Within this disrupted ecosystem, the gut microbiota displayed a paradoxical response, highlighting its complex dual role during infection. We observed a concurrent enrichment of both beneficial short-chain fatty acid (SCFA)-producing families and harmful pathobionts. The former may have represented a compensatory, host-protective feedback mechanism aimed at restraining inflammation. However, the overarching landscape was marked by the significant loss of other key commensals and the dominance of pathobionts, which likely tipped the functional balance toward a net detrimental state. This imbalance may have critically impaired the gut’s capacity to produce immunoregulatory metabolites while amplifying pro-inflammatory signals, thereby fueling the systemic inflammation characteristic of severe cryptococcosis.

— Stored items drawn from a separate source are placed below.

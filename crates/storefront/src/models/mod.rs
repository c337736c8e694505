//! Domain models for storefront.
//!
//! Business records themselves live in `marketstall-core`; this module holds
//! the request-scoped types the storefront keeps in the session.

pub mod session;

pub use session::{CurrentVendor, keys as session_keys};
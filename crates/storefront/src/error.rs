//! Unified error handling with Sentry integration.
//!
//! Provides a unified `AppError` type that captures errors to Sentry before
//! responding to the client. All route handlers should return `Result<T, AppError>`.

use axum::{
    http::StatusCode,
    response::{IntoResponse, Response},
};
use thiserror::Error;

use crate::registry::RegistryError;
use crate::services::TenantError;

/// Application-level error type for the storefront.
#[derive(Debug, Error)]
pub enum AppError {
    /// Registry operation failed.
    #[error("Registry error: {0}")]
    Registry(#[from] RegistryError),

    /// Tenant selection failed.
    #[error("Tenant error: {0}")]
    Tenant(#[from] TenantError),

    /// Session store failed.
    #[error("Session error: {0}")]
    Session(#[from] tower_sessions::session::Error),

    /// Resource not found.
    #[error("Not found: {0}")]
    NotFound(String),

    /// Vendor is not logged in.
    #[error("Unauthorized: {0}")]
    Unauthorized(String),

    /// Bad request from client.
    #[error("Bad request: {0}")]
    BadRequest(String),
}

impl AppError {
    fn status(&self) -> StatusCode {
        match self {
            Self::Registry(err) => registry_status(err),
            Self::Tenant(err) => match err {
                TenantError::NotFound(_) => StatusCode::NOT_FOUND,
                TenantError::NotOwned(_) => StatusCode::FORBIDDEN,
                TenantError::Registry(inner) => registry_status(inner),
                TenantError::Session(_) => StatusCode::INTERNAL_SERVER_ERROR,
            },
            Self::Session(_) => StatusCode::INTERNAL_SERVER_ERROR,
            Self::NotFound(_) => StatusCode::NOT_FOUND,
            Self::Unauthorized(_) => StatusCode::UNAUTHORIZED,
            Self::BadRequest(_) => StatusCode::BAD_REQUEST,
        }
    }
}

const fn registry_status(err: &RegistryError) -> StatusCode {
    match err {
        RegistryError::NotFound(_) => StatusCode::NOT_FOUND,
        RegistryError::VersionConflict { .. }
        | RegistryError::DuplicateId(_)
        | RegistryError::DuplicateSlug(_) => StatusCode::CONFLICT,
        RegistryError::InvalidSeed(_) | RegistryError::LockPoisoned => {
            StatusCode::INTERNAL_SERVER_ERROR
        }
    }
}

impl IntoResponse for AppError {
    fn into_response(self) -> Response {
        let status = self.status();

        // Capture server errors to Sentry
        if status.is_server_error() {
            let event_id = sentry::capture_error(&self);
            tracing::error!(
                error = %self,
                sentry_event_id = %event_id,
                "Request error"
            );
        }

        // Don't expose internal error details to clients
        let message = match &self {
            _ if status.is_server_error() => "Internal server error".to_string(),
            Self::Registry(RegistryError::VersionConflict { actual, .. }) => {
                format!("Business was modified by someone else (current version {actual})")
            }
            Self::Registry(err) => err.to_string(),
            Self::Tenant(err) => err.to_string(),
            _ => self.to_string(),
        };

        (status, message).into_response()
    }
}

/// Result type alias for `AppError`.
pub type Result<T> = std::result::Result<T, AppError>;

/// Set the Sentry user context for the logged-in vendor.
///
/// Call this after login to associate errors with the vendor.
pub fn set_sentry_user(user_id: &impl ToString, email: Option<&str>) {
    sentry::configure_scope(|scope| {
        scope.set_user(Some(sentry::User {
            id: Some(user_id.to_string()),
            email: email.map(String::from),
            ..Default::default()
        }));
    });
}

/// Clear the Sentry user context.
///
/// Call this on logout to stop associating errors with the vendor.
pub fn clear_sentry_user() {
    sentry::configure_scope(|scope| {
        scope.set_user(None);
    });
}

/// Add a breadcrumb for vendor actions.
///
/// Breadcrumbs appear in Sentry error reports to show the trail of actions
/// leading up to an error.
///
/// # Example
///
/// ```rust,ignore
/// add_breadcrumb("publishing", "Published storefront settings", Some(&[("business_id", "3")]));
/// ```
pub fn add_breadcrumb(category: &str, message: &str, data: Option<&[(&str, &str)]>) {
    let mut breadcrumb = sentry::Breadcrumb {
        category: Some(category.to_string()),
        message: Some(message.to_string()),
        level: sentry::Level::Info,
        ..Default::default()
    };

    if let Some(pairs) = data {
        for (key, value) in pairs {
            breadcrumb.data.insert(
                (*key).to_string(),
                serde_json::Value::String((*value).to_string()),
            );
        }
    }

    sentry::add_breadcrumb(breadcrumb);
}
//! HTTP middleware stack for storefront.
//!
//! # Middleware Order (bottom to top in Router)
//!
//! 1. Sentry layers (capture errors, transactions)
//! 2. `TraceLayer` (request tracing)
//! 3. Request ID (add unique ID to each request)
//! 4. Session layer (tower-sessions with in-memory store)
//!
//! Vendor identity and tenant selection are checked per handler by the
//! extractors in [`auth`].

pub mod auth;
pub mod request_id;
pub mod session;

pub use auth::{RequireSelection, RequireVendor, clear_current_vendor, set_current_vendor};
pub use request_id::request_id_middleware;
pub use session::create_session_layer;
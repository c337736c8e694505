//! Seed file validation.

use std::path::Path;

use tracing::{error, info};

use marketstall_storefront::registry::{InMemoryRegistry, SeedFile};

/// Parse and validate a seed file.
///
/// Logs every problem found rather than stopping at the first.
///
/// # Errors
///
/// Returns an error if the file cannot be read or parsed, or if validation
/// finds any problem.
pub fn validate(path: &Path) -> Result<(), Box<dyn std::error::Error>> {
    info!(path = %path.display(), "Validating seed file");

    let seed = SeedFile::from_path(path)?;
    info!(businesses = seed.businesses.len(), "Parsed seed file");

    let problems = seed.validate();
    if !problems.is_empty() {
        error!("Seed validation failed:");
        for problem in &problems {
            error!("  - {problem}");
        }
        return Err(format!("{} validation errors found", problems.len()).into());
    }

    // Loading exercises the registry's own insert checks too
    InMemoryRegistry::from_seed(seed)?;

    info!("Seed file is valid");
    Ok(())
}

In conclusion, our study delineated potential interconnections within the gut–lung axis during C. neoformans infection. The infection and ensuing inflammation induced functionally detrimental dysbiosis in both the lung and gut. These microbial disturbances, in turn, were positioned to amplify local and systemic immune pathology. This framework not only deepens our understanding of cryptococcosis pathogenesis but also positions the gut microbiome and its metabolic output as potential novel therapeutic targets. Future interventions aimed at preserving or restoring microbial homeostasis and function could represent a promising adjunctive strategy to dampen detrimental inflammation and improve outcomes in this lethal fungal disease.

5. Conclusions

In summary, our findings established that systemic infection with C. neoformans induced profound and functionally consequential dysbiosis in both the lung and gut microbiota. This dysbiosis was characterized by a significant expansion of opportunistic pathogens in each niche, a pattern consistent with prior observations in clinical cryptococcosis. Crucially, the positive correlation between pulmonary and intestinal ecological disruption provided direct experimental evidence for a functionally interconnected gut–lung axis during fungal disease. Furthermore, the close and organ-specific association of these microecological shifted with distinct host immune responses, specifically local IL-17-driven inflammation in the lung and systemic immune activation as reflected by the gut, definitively highlighted the microbiota as a pivotal disease modifier in cryptococcal pathogenesis. Collectively, this work delineated a pathogenic circuit in which infection-driven inflammation disrupts microbial communities, and the resultant dysbiosis, particularly in the gut, may in turn amplify systemic inflammation, thereby exacerbating disease outcomes.